Come riferimento centrale in attacco, Mikel Oyarzabal è in netto vantaggio per guidare il reparto offensivo dal fischio d'inizio.
L'Argentina risponde con la sua tradizionale solidità caratteriale abbinata a una spaventosa imprevedibilità offensiva. Lionel Scaloni dovrebbe schierare i suoi con un camaleontico 4-1-3-2, pronto a trasformarsi a seconda dei momenti della partita. In porta ci sarà la certezza assoluta Emiliano "Dibu" Martínez.
La retroguardia argentina si affiderà a Nahuel Molina a destra e a Nicolás Tagliafico a sinistra, con quest'ultimo chiamato al difficilissimo compito di contenere le accelerazioni di Yamal. La coppia centrale difensiva sarà formata da Cristian Romero e Lisandro Martínez, che dovranno prestare massima attenzione ai movimenti senza palla degli inseriti spagnoli.
La cabina di regia sarà affidata a Leandro Paredes, elemento che garantisce protezione e fosforo davanti alla difesa. Davanti a lui si muoverà una linea di trequartisti di altissimo livello. Rodrigo De Paul, dopo essere partito dalla panchina nella semifinale vinta contro l'Inghilterra, riprende il suo posto da titolare sulla fascia destra.
Al centro agirà Enzo Fernández, rigenerato dai gol pesanti realizzati nella fase a eliminazione diretta, mentre sul centrosinistra Alexis Mac Allister completerà un reparto di grandissima intensità agonistica. In avanti non ci sono dubbi: Julián Álvarez giocherà al fianco del capitano e leader indiscusso Lionel Messi, a caccia del suo secondo titolo mondiale consecutivo per chiudere una carriera leggendaria.

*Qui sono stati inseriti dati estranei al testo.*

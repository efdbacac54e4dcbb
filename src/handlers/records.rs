use actix_web::{web, HttpResponse};
use serde_json::json;
use uuid::Uuid;

use crate::errors::AppError;
use crate::models::{Draft, Entity};
use crate::store::RecordStore;

pub async fn list_records<E: Entity>(
    store: web::Data<dyn RecordStore<E>>,
) -> Result<HttpResponse, AppError> {
    let records = store.list().await?;
    Ok(HttpResponse::Ok().json(records))
}

pub async fn create_record<E: Entity>(
    store: web::Data<dyn RecordStore<E>>,
    draft: web::Json<E::Draft>,
) -> Result<HttpResponse, AppError> {
    let draft = draft.into_inner().prepare()?;

    let record = store.create(&draft).await?;
    Ok(HttpResponse::Created().json(record))
}

/// Full replace; every mutable field must be present.
pub async fn update_record<E: Entity>(
    store: web::Data<dyn RecordStore<E>>,
    id: web::Path<Uuid>,
    draft: web::Json<E::Draft>,
) -> Result<HttpResponse, AppError> {
    let draft = draft.into_inner().prepare()?;

    let record = store.update(id.into_inner(), &draft).await?;
    Ok(HttpResponse::Ok().json(record))
}

pub async fn delete_record<E: Entity>(
    store: web::Data<dyn RecordStore<E>>,
    id: web::Path<Uuid>,
) -> Result<HttpResponse, AppError> {
    store.delete(id.into_inner()).await?;

    Ok(HttpResponse::Ok().json(json!({
        "message": format!("{} deleted successfully", E::LABEL),
    })))
}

La partita si preannuncia estremamente tattica ma aperta alle giocate dei singoli campioni. Uno dei duelli più affascinanti sarà sicuramente quello a distanza tra il re del calcio mondiale, Lionel Messi, e il suo ideale erede a Barcellona, Lamine Yamal.

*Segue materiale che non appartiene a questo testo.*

use async_trait::async_trait;
use log::error;
use sqlx::postgres::{PgArguments, PgRow};
use sqlx::query::QueryAs;
use sqlx::{FromRow, PgPool, Postgres};
use uuid::Uuid;

use super::{ClockEventStore, RecordStore};
use crate::errors::AppError;
use crate::models::{
    ClockEvent, Employee, EmployeeDraft, Entity, JobTitle, JobTitleDraft, NewClockEvent, Shift,
    ShiftDraft,
};

type PgQueryAs<'q, E> = QueryAs<'q, Postgres, E, PgArguments>;

/// SQL for one editable collection. Ids and `created_at` are assigned by the database.
pub trait PgRecord: Entity + for<'r> FromRow<'r, PgRow> {
    /// `SELECT <columns> FROM <table>`
    const SELECT: &'static str;
    const ORDER_BY: &'static str;
    /// Draft fields bound as `$1..$n`, returning the full row.
    const INSERT: &'static str;
    /// Draft fields bound as `$1..$n`, id as `$n+1`, returning the full row.
    const UPDATE: &'static str;

    fn bind_draft<'q>(query: PgQueryAs<'q, Self>, draft: &Self::Draft) -> PgQueryAs<'q, Self>;
}

impl PgRecord for Employee {
    const SELECT: &'static str = "SELECT id, name, age, gender, email, created_at FROM usuarios";
    const ORDER_BY: &'static str = "created_at DESC";
    const INSERT: &'static str = "INSERT INTO usuarios (name, age, gender, email) VALUES ($1, $2, $3, $4) \
         RETURNING id, name, age, gender, email, created_at";
    const UPDATE: &'static str = "UPDATE usuarios SET name = $1, age = $2, gender = $3, email = $4 WHERE id = $5 \
         RETURNING id, name, age, gender, email, created_at";

    fn bind_draft<'q>(query: PgQueryAs<'q, Self>, draft: &EmployeeDraft) -> PgQueryAs<'q, Self> {
        query
            .bind(draft.name.clone())
            .bind(draft.age)
            .bind(draft.gender.clone())
            .bind(draft.email.clone())
    }
}

impl PgRecord for JobTitle {
    const SELECT: &'static str =
        "SELECT id, title, base_salary::float8 AS base_salary, created_at FROM cargos";
    const ORDER_BY: &'static str = "title ASC";
    const INSERT: &'static str = "INSERT INTO cargos (title, base_salary) VALUES ($1, $2::numeric) \
         RETURNING id, title, base_salary::float8 AS base_salary, created_at";
    const UPDATE: &'static str = "UPDATE cargos SET title = $1, base_salary = $2::numeric WHERE id = $3 \
         RETURNING id, title, base_salary::float8 AS base_salary, created_at";

    fn bind_draft<'q>(query: PgQueryAs<'q, Self>, draft: &JobTitleDraft) -> PgQueryAs<'q, Self> {
        query.bind(draft.title.clone()).bind(draft.base_salary)
    }
}

impl PgRecord for Shift {
    const SELECT: &'static str =
        "SELECT id, shift_name, clock_in, clock_out, created_at FROM horarios";
    const ORDER_BY: &'static str = "clock_in ASC";
    const INSERT: &'static str = "INSERT INTO horarios (shift_name, clock_in, clock_out) VALUES ($1, $2, $3) \
         RETURNING id, shift_name, clock_in, clock_out, created_at";
    const UPDATE: &'static str = "UPDATE horarios SET shift_name = $1, clock_in = $2, clock_out = $3 WHERE id = $4 \
         RETURNING id, shift_name, clock_in, clock_out, created_at";

    fn bind_draft<'q>(query: PgQueryAs<'q, Self>, draft: &ShiftDraft) -> PgQueryAs<'q, Self> {
        query
            .bind(draft.shift_name.clone())
            .bind(draft.clock_in)
            .bind(draft.clock_out)
    }
}

#[derive(Clone)]
pub struct PgStore {
    pool: PgPool,
}

impl PgStore {
    pub fn new(pool: PgPool) -> Self {
        PgStore { pool }
    }

    pub fn pool(&self) -> &PgPool {
        &self.pool
    }
}

fn store_error(collection: &str, action: &str, err: sqlx::Error) -> AppError {
    error!("Error {} {}: {:?}", action, collection, err);
    AppError::DatabaseError(err.to_string())
}

fn not_found<E: Entity>(id: Uuid) -> AppError {
    AppError::NotFound(format!("{} {} not found", E::LABEL, id))
}

#[async_trait]
impl<E: PgRecord> RecordStore<E> for PgStore {
    async fn list(&self) -> Result<Vec<E>, AppError> {
        let sql = format!("{} ORDER BY {}", E::SELECT, E::ORDER_BY);
        sqlx::query_as::<_, E>(&sql)
            .fetch_all(&self.pool)
            .await
            .map_err(|err| store_error(E::COLLECTION, "listing", err))
    }

    async fn create(&self, draft: &E::Draft) -> Result<E, AppError> {
        E::bind_draft(sqlx::query_as::<_, E>(E::INSERT), draft)
            .fetch_one(&self.pool)
            .await
            .map_err(|err| store_error(E::COLLECTION, "creating", err))
    }

    async fn update(&self, id: Uuid, draft: &E::Draft) -> Result<E, AppError> {
        E::bind_draft(sqlx::query_as::<_, E>(E::UPDATE), draft)
            .bind(id)
            .fetch_optional(&self.pool)
            .await
            .map_err(|err| store_error(E::COLLECTION, "updating", err))?
            .ok_or_else(|| not_found::<E>(id))
    }

    async fn delete(&self, id: Uuid) -> Result<(), AppError> {
        let sql = format!("DELETE FROM {} WHERE id = $1", E::COLLECTION);
        let result = sqlx::query(&sql)
            .bind(id)
            .execute(&self.pool)
            .await
            .map_err(|err| store_error(E::COLLECTION, "deleting", err))?;

        if result.rows_affected() == 0 {
            return Err(not_found::<E>(id));
        }
        Ok(())
    }
}

#[async_trait]
impl ClockEventStore for PgStore {
    async fn record(&self, event: NewClockEvent) -> Result<ClockEvent, AppError> {
        sqlx::query_as::<_, ClockEvent>(
            "INSERT INTO tickeos (employee_id, event_date, event_time, kind) \
             VALUES ($1, CURRENT_DATE, LOCALTIME(0), $2) \
             RETURNING id, employee_id, event_date AS date, event_time AS time, kind",
        )
        .bind(event.employee_id)
        .bind(event.kind.as_str())
        .fetch_one(&self.pool)
        .await
        .map_err(|err| {
            let unknown_employee = err
                .as_database_error()
                .map_or(false, |db| db.is_foreign_key_violation());
            if unknown_employee {
                return not_found::<Employee>(event.employee_id);
            }
            store_error("tickeos", &format!("recording {}", event.kind), err)
        })
    }

    async fn list_for_employee(&self, employee_id: Uuid) -> Result<Vec<ClockEvent>, AppError> {
        sqlx::query_as::<_, ClockEvent>(
            "SELECT id, employee_id, event_date AS date, event_time AS time, kind FROM tickeos \
             WHERE employee_id = $1 ORDER BY event_date DESC, event_time DESC",
        )
        .bind(employee_id)
        .fetch_all(&self.pool)
        .await
        .map_err(|err| store_error("tickeos", "listing", err))
    }
}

Sulle corsie esterne, la capacità di Tagliafico di limitare Yamal in uno contro uno potrebbe spostare gli equilibri del match, così come la gestione delle transizioni offensive argentine da parte di Rodri in mezzo al campo. Chi riuscirà a imporre il proprio ritmo a centrocampo avrà ottime possibilità di alzare la coppa al cielo.
SPAGNA (4-2-3-1): Unai Simon; Pedro Porro, Cubarsí, Laporte, Cucurella; Rodri, Fabian Ruiz; Yamal, Olmo, Baena; Oyarzabal. Allenatore: Luis de la Fuente.
ARGENTINA (4-1-3-2): E. Martinez; Molina, L. Martinez, Romero, Tagliafico; Paredes; De Paul, Fernandez, Mac Allister; Alvarez, Messi. Allenatore: Lionel Scaloni.